Yes, you see a little more growth if you cut taxes, but after a while, the structural deficits you create overwhelm all that (as well proven repeatedly). We have let things get too big. The usual remedies will NOT apply. We have screwed ourselves. There is going to be pain.

Medicare, Medicaid, Social Security, “Defense.” Government-wise, those are the Big Four, and they are NOT sustainable at anything even approaching present levels. Hard, realistic talk, from people who are going to go down in flames from angry, parochial publics who will punish them for speaking ugly truth, may be a necessary first step. Fringe diversion about other entitlements at this point are not only diversionary, but droplet-focused instead of bucket-focused. At this stage in Medicare for instance, we likely in the interim should switch to something like a budget-voucher system where we pay the individual a certain amount to get what they can (direct care or insurance) with, and no more. Watch the howl-meter go off the scale with that one! But the alternative is to keep chugging on in denial like Rome, until reality transforms you painfully, dramatically, and permanently.

Americans need to show they really can handle the truth. Because that truth is often ugly—and painful. We will start finding politicians who speak the truth, rather than carefully constructed evasions or pacifications, when we show we can handle it without becoming parochial.

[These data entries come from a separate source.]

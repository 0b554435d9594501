use crate::math::TOLERANCE;

/// Parameters controlling numerical robustness and memory growth of a cell.
#[derive(Debug, Clone, Copy)]
pub struct CellConfig {
    /// Distance of the plane equation below which a vertex counts as lying on
    /// the cutting plane.
    pub tolerance: f64,
    /// New-face vertices closer than this are merged into one.
    pub merge_tolerance: f64,
    /// Initial vertex capacity.
    pub initial_vertices: usize,
    /// Initial size of the order-pool table.
    pub initial_order: usize,
    /// Initial record capacity of the order-three pool.
    pub initial_order3_records: usize,
    /// Initial record capacity of every other pool.
    pub initial_pool_records: usize,
    /// Hard limit on the number of vertices.
    pub max_vertices: usize,
    /// Hard limit on the order of a single vertex.
    pub max_order: usize,
}

impl Default for CellConfig {
    fn default() -> Self {
        Self {
            tolerance: TOLERANCE,
            merge_tolerance: TOLERANCE,
            initial_vertices: 256,
            initial_order: 64,
            initial_order3_records: 256,
            initial_pool_records: 8,
            max_vertices: 16_777_216,
            max_order: 2048,
        }
    }
}

impl CellConfig {
    /// Sets the on-plane tolerance.
    #[must_use]
    pub fn with_tolerance(mut self, tolerance: f64) -> Self {
        self.tolerance = tolerance;
        self
    }

    /// Sets the distance below which new-face vertices are merged.
    #[must_use]
    pub fn with_merge_tolerance(mut self, merge_tolerance: f64) -> Self {
        self.merge_tolerance = merge_tolerance;
        self
    }

    /// Sets the initial vertex capacity and pool table size.
    #[must_use]
    pub fn with_initial_capacity(mut self, vertices: usize, order: usize) -> Self {
        self.initial_vertices = vertices.max(1);
        self.initial_order = order.max(3);
        self
    }

    /// Sets the hard limits on vertex count and vertex order.
    #[must_use]
    pub fn with_limits(mut self, max_vertices: usize, max_order: usize) -> Self {
        self.max_vertices = max_vertices;
        self.max_order = max_order;
        self
    }
}
//! Text serialization of a cell.
//!
//! Every writer takes the cell's generating point as `center` and offsets the
//! stored relative positions by it.

use std::io::{self, Write};

use crate::math::Point3;

use super::provenance::Provenance;
use super::Cell;

impl<P: Provenance> Cell<P> {
    /// Writes the cell as gnuplot line data: one block per face, listing its
    /// vertices and closing on the first, followed by a blank line.
    ///
    /// # Errors
    ///
    /// Propagates I/O errors from the writer.
    pub fn write_gnuplot<W: Write>(&self, w: &mut W, center: &Point3) -> io::Result<()> {
        for facet in self.facets() {
            let closing = facet.vertices.first().copied();
            for v in facet.vertices.iter().copied().chain(closing) {
                let p = center + self.point(v).coords;
                writeln!(w, "{} {} {}", p.x, p.y, p.z)?;
            }
            writeln!(w)?;
        }
        Ok(())
    }

    /// Writes the cell's skeleton as POV-Ray spheres at the vertices and
    /// cylinders along the edges, both of radius `r`.
    ///
    /// # Errors
    ///
    /// Propagates I/O errors from the writer.
    pub fn write_pov<W: Write>(&self, w: &mut W, center: &Point3) -> io::Result<()> {
        for data in self.vertices.values() {
            let p = center + data.point.coords;
            writeln!(w, "sphere{{<{},{},{}>,r}}", p.x, p.y, p.z)?;
        }
        for (a, b) in self.edge_pairs() {
            let p = center + self.point(a).coords;
            let q = center + self.point(b).coords;
            writeln!(
                w,
                "cylinder{{<{},{},{}>,<{},{},{}>,r}}",
                p.x, p.y, p.z, q.x, q.y, q.z
            )?;
        }
        Ok(())
    }

    /// Writes the cell as a POV-Ray `mesh2` with fan-triangulated faces.
    ///
    /// # Errors
    ///
    /// Propagates I/O errors from the writer.
    pub fn write_pov_mesh<W: Write>(&self, w: &mut W, center: &Point3) -> io::Result<()> {
        let index = self.vertex_indices();
        writeln!(w, "mesh2 {{")?;
        writeln!(w, "vertex_vectors {{")?;
        writeln!(w, "{}", self.vertices.len())?;
        for data in self.vertices.values() {
            let p = center + data.point.coords;
            writeln!(w, ",<{},{},{}>", p.x, p.y, p.z)?;
        }
        writeln!(w, "}}")?;

        let faces = self.facets();
        let triangles: usize = faces.iter().map(|f| f.order().saturating_sub(2)).sum();
        writeln!(w, "face_indices {{")?;
        writeln!(w, "{triangles}")?;
        for facet in &faces {
            let Some((&first, rest)) = facet.vertices.split_first() else {
                continue;
            };
            for pair in rest.windows(2) {
                writeln!(w, ",<{},{},{}>", index[first], index[pair[0]], index[pair[1]])?;
            }
        }
        writeln!(w, "}}")?;
        writeln!(w, "inside_vector <0,0,1>")?;
        writeln!(w, "}}")
    }

    /// Writes the vertex index cycle of every face on one line, as
    /// `(a,b,c) (d,e,f,g) ...`.
    ///
    /// # Errors
    ///
    /// Propagates I/O errors from the writer.
    pub fn write_facets<W: Write>(&self, w: &mut W) -> io::Result<()> {
        let index = self.vertex_indices();
        let faces: Vec<String> = self
            .facets()
            .iter()
            .map(|facet| {
                let ids: Vec<String> = facet.vertices.iter().map(|&v| index[v].to_string()).collect();
                format!("({})", ids.join(","))
            })
            .collect();
        writeln!(w, "{}", faces.join(" "))
    }

    /// Writes the face-order histogram, one `order count` line per order.
    ///
    /// # Errors
    ///
    /// Propagates I/O errors from the writer.
    pub fn write_facet_statistics<W: Write>(&self, w: &mut W) -> io::Result<()> {
        for (order, count) in self.facet_statistics() {
            writeln!(w, "{order} {count}")?;
        }
        Ok(())
    }
}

All is not painful gloom, however. There are positive prescriptions we can take. Put simply, we need to tax things which are harming us as nation, society, and even individuals, and reduce (and preferably stop entirely) taxing things which are beneficial. That would be a sea change! Government should also be out of the business of regulating strictly personal behavior: if people want to make (often foolish or selfish) decisions that affect only themselves and their gene pools, why is government involved in that? That would eliminate a fair number of government programs right there. And certainly no more subsidizing of personal or societal harmful behavior! People and businesses are free to make their (again, often foolish or selfish) decisions, but not to ask us to pay for them.

We can also put the spotlight where it belongs. Ask the questions. Have the corporations explain why there is a greater than 7-10 times disparity between the highest paid worker and lowest one. “The market” is an evasive and deceptive response to that, btw.

Perhaps call into question anyone not already employed by an established (two+ years old) corporation who does or try to own more than 1% of that corporation. That would go a ways toward disentangling the interlocking boards we have today.

Dangle the carrot in front of the corporations: they pay no corporate tax if they satisfy the above conditions of ownership and compensation parity spread.

The above are only examples, and not particularly well mapped ones at that. There are a plethora of prescriptions from people, often academics or think tankers, about how to correct our corpocracy. Right now however, doing that’s not on the public mind. Too often, angry survival, aimless or misinformed discontent, and red herring fixation, are. That’s why I respond, when I do respond, to right-left baiting, with: “You and I are smart enough to know things are more complicated than that. I am more interested in talking about those who have the real power. Are you?”